水納島の魚たち

セボシオニゴチ?

全長 10cm(写真は2cmほど)

 近年はすっかりクラシカルアイになってしまったから、砂底を這いずり回り目を皿のようにして変態的スモールクリーチャーをサーチするダイビングがつらくなってしまった。

 2011年といえばまだまだ目も頭も焦点がピシッとしていた頃で、たまにそんなダイビングもしていた。

 変態的スモールクリーチャーの中には何かを拠り所にしなければ生きていけない依存心の高い(?)ものが多いから、拠り所となりそうな各種付着生物はもちろん、長年海底に鎮座したままになっているロープの切れ端なども重要なチェックポイントだ。

 長年鎮座しているロープには様々な海藻がついており、そこにコノハガニがいたりすることもある。

 そんなロープの切れ端を変態的にサーチしていると、そのすぐ下の砂底に……

 小さなコチの仲間がいた。

 それも、スーパーファインな砂粒と比較して↓このサイズ。

 実測2cmくらいだろう。

 そんなチビチビコチコチが、同じ場所に3匹ほどいた。

 これまでずっといたのに気がつかなかっただけなのか、それともこの時この場かぎりのことだったのか。

 少なくとも後日再訪してみた際には、チビチビコチコチたちの姿は跡形も無くなっていた。

 結局今に至るも(2019年12月)出会いはこの時かぎりで、再会は果たせていない。

 当時は何か小型のコチだろうということで済ませ、以来ずっとそのまま放置していたのだけれど、「砂底の珍客」といいつつコチだらけになってきたこの機会に、わかる範囲で調べてみることにした。 

 シロウト的には重要チェックポイントである、眼の部分を観てみよう。

 チビながらもその眼には、立派なヒダヒダがついている。

 しかしここで注目すべきはヒダヒダよりも、目の上の皮弁(矢印の先)だ。

 全体的なフォルムと模様、そしてこの皮弁(もう一方の眼の上にもある)という特徴から、おそらくこのチビチビコチコチはオニゴチだろうと思われる。

 オトナになってもマックス15cmほど、たいてい10cmくらいの小型のコチである。

 一般的に観られるオニゴチの体色はもっとメリハリがあるけれど、他の様々な魚同様、白い砂底に合わせているカラーリングになるため、白っぽいのはしょうがない。

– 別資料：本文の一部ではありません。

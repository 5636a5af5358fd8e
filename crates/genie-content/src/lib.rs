//! Expected-content builder for Genie.
//!
//! Turns a loaded generator into the final target bytes: invoke `stringify`,
//! enrich the `$genie` provenance marker for `package.json` targets, prepend
//! the syntax-appropriate "DO NOT EDIT" prologue, and run the formatter.
//!
//! The prologue names the generator source's *basename*, not a relative
//! path, so runs from nested working directories produce identical bytes.

use std::path::{Path, PathBuf};

use genie_format::format_content;
use genie_module::{LoadedGenerator, ModuleRegistry, load_generator};
use genie_paths::{base_name, extension};
use genie_types::ErrorCause;

/// Warning text embedded in the `$genie` marker.
pub const GENIE_MARKER_WARNING: &str = "DO NOT EDIT - changes will be overwritten";

/// Expected bytes for one target.
#[derive(Debug, Clone, PartialEq, Eq)]
pub struct ExpectedContent {
    pub target: PathBuf,
    pub bytes: Vec<u8>,
}

/// Where a build failed, so orchestrators can shape the error class.
#[derive(Debug, Clone)]
pub enum BuildError {
    /// The generator module failed to evaluate.
    Load(ErrorCause),
    /// The loaded generator failed to produce content.
    Render(ErrorCause),
}

impl BuildError {
    pub fn cause(&self) -> &ErrorCause {
        match self {
            BuildError::Load(cause) | BuildError::Render(cause) => cause,
        }
    }
}

/// Build the expected bytes for `source`.
///
/// `preloaded` short-circuits module evaluation (check mode hands the
/// already-loaded generator back in so no source is evaluated twice).
pub fn build_expected(
    source: &Path,
    cwd: &Path,
    formatter_config: Option<&Path>,
    registry: &ModuleRegistry,
    preloaded: Option<&LoadedGenerator>,
) -> Result<ExpectedContent, BuildError> {
    let owned;
    let loaded = match preloaded {
        Some(loaded) => loaded,
        None => {
            owned = load_generator(source, cwd, registry).map_err(BuildError::Load)?;
            &owned
        }
    };

    let raw = loaded.stringify().map_err(BuildError::Render)?;

    let target = loaded.target.clone();
    let source_basename = base_name(source);

    let enriched = if base_name(&target) == "package.json" {
        enrich_genie_marker(&raw, &source_basename)
    } else {
        raw
    };

    let header = prologue(&target, &source_basename);
    let formatted = format_content(&target, &enriched, formatter_config);

    let mut bytes = Vec::with_capacity(header.len() + formatted.len());
    bytes.extend_from_slice(header.as_bytes());
    bytes.extend_from_slice(formatted.as_bytes());

    Ok(ExpectedContent { target, bytes })
}

/// The "DO NOT EDIT" prologue for a target, selected by extension and
/// basename.
///
/// Plain `.json` targets get no comment prologue; their provenance marker is
/// the in-document `$genie` object instead.
pub fn prologue(target: &Path, source_basename: &str) -> String {
    let name = base_name(target);
    let ext = extension(target);

    let line_comment = format!(
        "// Generated file - DO NOT EDIT\n// Source: {source_basename}\n"
    );

    if name.starts_with("tsconfig") && ext == "json" {
        return line_comment;
    }
    match ext.as_str() {
        "jsonc" => line_comment,
        "json" => String::new(),
        "yml" | "yaml" => format!(
            "# Generated file - DO NOT EDIT\n# Source: {source_basename}\n\n"
        ),
        _ => line_comment,
    }
}

/// Replace the value of a top-level `$genie` key with the provenance marker.
///
/// Applied only to `package.json` targets whose raw output parses as a JSON
/// object containing the key; parse failures leave the raw content untouched.
pub fn enrich_genie_marker(raw: &str, source_basename: &str) -> String {
    let Ok(mut value) = serde_json::from_str::<serde_json::Value>(raw) else {
        return raw.to_string();
    };
    let Some(object) = value.as_object_mut() else {
        return raw.to_string();
    };
    if !object.contains_key("$genie") {
        return raw.to_string();
    }

    object.insert(
        "$genie".to_string(),
        serde_json::json!({
            "source": source_basename,
            "warning": GENIE_MARKER_WARNING,
        }),
    );

    match serde_json::to_string_pretty(&value) {
        Ok(mut text) => {
            text.push('\n');
            text
        }
        Err(_) => raw.to_string(),
    }
}

/// A one-line summary of how `current` differs from `expected`.
///
/// Net line growth reports `(+N lines)`, net shrinkage `(-N lines)`, and an
/// equal-length rewrite `(content changed)`.
pub fn diff_summary(current: &[u8], expected: &[u8]) -> String {
    let current_lines = count_lines(current);
    let expected_lines = count_lines(expected);
    match expected_lines.cmp(&current_lines) {
        std::cmp::Ordering::Greater => format!("(+{} lines)", expected_lines - current_lines),
        std::cmp::Ordering::Less => format!("(-{} lines)", current_lines - expected_lines),
        std::cmp::Ordering::Equal => "(content changed)".to_string(),
    }
}

fn count_lines(bytes: &[u8]) -> usize {
    bytes.iter().filter(|b| **b == b'\n').count()
}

 はたしてこのチビチビコチコチがホントにオニゴチのチビなのかどうか、例によって確信はまったく無い。

 追記(2022年11月)

 コチのオーソリティである屋我地のS下氏からその後ご教示をいただいた。

 それによると、いずれにせよキチンと同定するにはウロコの数を数えなきゃならないということを踏まえつつ、

 「セボシオニゴチの可能性が最も高い」

 とのこと。

 というわけで、とりあえず「?」マーク付きながらも、このコチは「セボシオニゴチ」ということで。

 ちなみS下氏によると、セボシオニゴチは氏を含む3名で新種記載したものだそうで、その基となる標本の採集場所(タイプロカリティ)は「水納島」なのだそうな。

 なんと、絶好のminnaensisのチャンスだったのだ!

 前オーナー当時に水納島でアルバイトをしていたこともあるS下氏だというのに、なぜそのチャンスを活かさない?

 もっとも、このテの魚の学名に地名がついていたとしても、魚自体が誰の目にもとまらないか…。